Dr. Linh Phung: I want to stay in Pittsburgh. I don't want to have to move, either, but that's really interesting in a sense that we talk about a long history for thousands of years, but then change seems to be the only constant in the sense that things are changing and we have to adapt, so this is really interesting and thank you so much for all of the information that you shared and the history about Pittsburgh, and my last question to you is: How can international students learn about the history of Pittsburgh whether it is in person or virtually?

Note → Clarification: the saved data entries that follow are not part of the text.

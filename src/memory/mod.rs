//! Long-term memory of a work: what has happened, who is where, which threads
//! are still open.
//!
//! - `MemoryRecord` and its typed payloads
//! - `MemoryStore`: per-work partitions with similarity search
//! - `ContextRetriever`: assembles the context block for the next chapter
//! - `Similarity`: pluggable vector scoring

pub mod retriever;
pub mod similarity;
pub mod store;

use chrono::{DateTime, Utc};
use serde::{Deserialize, Serialize};
use uuid::Uuid;

use crate::work::WorkId;

pub use retriever::{ContextRetriever, RetrievedContext};
pub use similarity::{Cosine, Similarity};
pub use store::{MemoryStore, Query, ScoredRecord};

#[derive(Debug, Clone, Copy, PartialEq, Eq, Hash, PartialOrd, Ord, Serialize, Deserialize)]
#[serde(transparent)]
pub struct RecordId(Uuid);

impl RecordId {
    pub fn new() -> Self {
        Self(Uuid::new_v4())
    }
}

impl Default for RecordId {
    fn default() -> Self {
        Self::new()
    }
}

impl std::fmt::Display for RecordId {
    fn fmt(&self, f: &mut std::fmt::Formatter<'_>) -> std::fmt::Result {
        write!(f, "{}", self.0)
    }
}

#[derive(Debug, Clone, Copy, PartialEq, Eq, Hash, Serialize, Deserialize)]
#[serde(rename_all = "snake_case")]
pub enum RecordKind {
    ChapterSummary,
    CharacterState,
    PlotEvent,
    WorldFact,
}

impl std::fmt::Display for RecordKind {
    fn fmt(&self, f: &mut std::fmt::Formatter<'_>) -> std::fmt::Result {
        let s = match self {
            RecordKind::ChapterSummary => "chapter_summary",
            RecordKind::CharacterState => "character_state",
            RecordKind::PlotEvent => "plot_event",
            RecordKind::WorldFact => "world_fact",
        };
        write!(f, "{s}")
    }
}

#[derive(Debug, Clone, Copy, PartialEq, Eq, Default, Serialize, Deserialize)]
#[serde(rename_all = "snake_case")]
pub enum EventType {
    Foreshadow,
    #[default]
    Setup,
    Climax,
    Reveal,
    Twist,
    Resolution,
}

impl EventType {
    /// Lenient parse of model output; unknown labels become `Setup`.
    pub fn parse_lenient(s: &str) -> Self {
        match s.trim().to_lowercase().as_str() {
            "foreshadow" | "foreshadowing" | "伏笔" => EventType::Foreshadow,
            "climax" | "高潮" => EventType::Climax,
            "reveal" | "揭示" => EventType::Reveal,
            "twist" | "转折" => EventType::Twist,
            "resolution" | "resolve" | "resolved" | "回收" | "解决" => EventType::Resolution,
            _ => EventType::Setup,
        }
    }
}

impl std::fmt::Display for EventType {
    fn fmt(&self, f: &mut std::fmt::Formatter<'_>) -> std::fmt::Result {
        let s = match self {
            EventType::Foreshadow => "foreshadow",
            EventType::Setup => "setup",
            EventType::Climax => "climax",
            EventType::Reveal => "reveal",
            EventType::Twist => "twist",
            EventType::Resolution => "resolution",
        };
        write!(f, "{s}")
    }
}

#[derive(Debug, Clone, Copy, PartialEq, Eq, PartialOrd, Ord, Default, Serialize, Deserialize)]
#[serde(rename_all = "snake_case")]
pub enum Importance {
    Minor,
    #[default]
    Normal,
    Major,
    Critical,
}

impl Importance {
    pub fn parse_lenient(s: &str) -> Self {
        match s.trim().to_lowercase().as_str() {
            "critical" | "关键" => Importance::Critical,
            "major" | "重要" => Importance::Major,
            "minor" | "次要" => Importance::Minor,
            _ => Importance::Normal,
        }
    }
}

impl std::fmt::Display for Importance {
    fn fmt(&self, f: &mut std::fmt::Formatter<'_>) -> std::fmt::Result {
        let s = match self {
            Importance::Minor => "minor",
            Importance::Normal => "normal",
            Importance::Major => "major",
            Importance::Critical => "critical",
        };
        write!(f, "{s}")
    }
}

/// Type-specific content of a record.
#[derive(Debug, Clone, PartialEq, Serialize, Deserialize)]
#[serde(tag = "kind", rename_all = "snake_case")]
pub enum RecordPayload {
    ChapterSummary {
        summary: String,
        #[serde(default)]
        key_characters: Vec<String>,
        #[serde(default)]
        key_events: Vec<String>,
        #[serde(default)]
        tone: Option<String>,
    },
    CharacterState {
        character: String,
        state: String,
    },
    PlotEvent {
        description: String,
        event_type: EventType,
        importance: Importance,
        resolved: bool,
        #[serde(default)]
        resolution: Option<String>,
    },
    WorldFact {
        category: String,
        name: String,
        description: String,
    },
}

impl RecordPayload {
    pub fn kind(&self) -> RecordKind {
        match self {
            RecordPayload::ChapterSummary { .. } => RecordKind::ChapterSummary,
            RecordPayload::CharacterState { .. } => RecordKind::CharacterState,
            RecordPayload::PlotEvent { .. } => RecordKind::PlotEvent,
            RecordPayload::WorldFact { .. } => RecordKind::WorldFact,
        }
    }

    /// Free text used for embedding and for context assembly.
    pub fn text(&self) -> String {
        match self {
            RecordPayload::ChapterSummary { summary, .. } => summary.clone(),
            RecordPayload::CharacterState { character, state } => format!("{character}: {state}"),
            RecordPayload::PlotEvent {
                description,
                resolution,
                ..
            } => match resolution {
                Some(resolution) => format!("{description} (resolved: {resolution})"),
                None => description.clone(),
            },
            RecordPayload::WorldFact {
                category,
                name,
                description,
            } => format!("[{category}] {name}: {description}"),
        }
    }

    /// Name that versions of the same entity share.
    pub fn subject(&self) -> Option<&str> {
        match self {
            RecordPayload::CharacterState { character, .. } => Some(character),
            RecordPayload::WorldFact { name, .. } => Some(name),
            _ => None,
        }
    }
}

/// One durable fact about a work, tied to the chapter that produced it.
#[derive(Debug, Clone, PartialEq, Serialize, Deserialize)]
pub struct MemoryRecord {
    pub id: RecordId,
    pub work_id: WorkId,
    /// Chapter this version originated in
    pub chapter: u32,
    pub embedding: Vec<f32>,
    pub payload: RecordPayload,
    #[serde(default, skip_serializing_if = "Option::is_none")]
    pub supersedes: Option<RecordId>,
    #[serde(default, skip_serializing_if = "Option::is_none")]
    pub superseded_by: Option<RecordId>,
    /// Set by the consistency audit on long-open plot threads
    #[serde(default)]
    pub stale: bool,
    pub created_at: DateTime<Utc>,
}

impl MemoryRecord {
    pub fn new(work_id: WorkId, chapter: u32, payload: RecordPayload, embedding: Vec<f32>) -> Self {
        Self {
            id: RecordId::new(),
            work_id,
            chapter,
            embedding,
            payload,
            supersedes: None,
            superseded_by: None,
            stale: false,
            created_at: Utc::now(),
        }
    }

    pub fn kind(&self) -> RecordKind {
        self.payload.kind()
    }

    pub fn text(&self) -> String {
        self.payload.text()
    }

    /// Not replaced by a newer version.
    pub fn is_current(&self) -> bool {
        self.superseded_by.is_none()
    }

    pub fn is_unresolved_event(&self) -> bool {
        matches!(
            self.payload,
            RecordPayload::PlotEvent {
                resolved: false,
                ..
            }
        )
    }
}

Dr. Lou Martin: I think that you had a great idea about visiting some of these sites. If you go to Point State Park, this is the site of the first fort, European fort, that was built there, and you can still see the outline of where the fort was and go to a museum there the Heinz History Center is a great place to go both in person and online, and Heinz was another one of these famous industrialists who left behind a lot of money and now the Heinz History Center really is a great place to learn about all phases of Pittsburgh history, and I think lastly I'll put in a plug for um the Pennsylvania state history site. There are these historical markers, road signs, that you'll see along the streets, and you can find all of them at the Pennsylvania historical and museum commission site, I believe or, I believe is the the address, and that's another great way to learn about it.

Dr. Linh Phung: Those are great ideas and after our conversation today, I will try to explore those things so that I can share with the students either in person or virtually. Thank you again! If you are interested in American history and when you come to Chatham, Dr. Lou Martin’s class. He teaches classes in American history and history of the world. Thank you and I hope to see you in person sometime!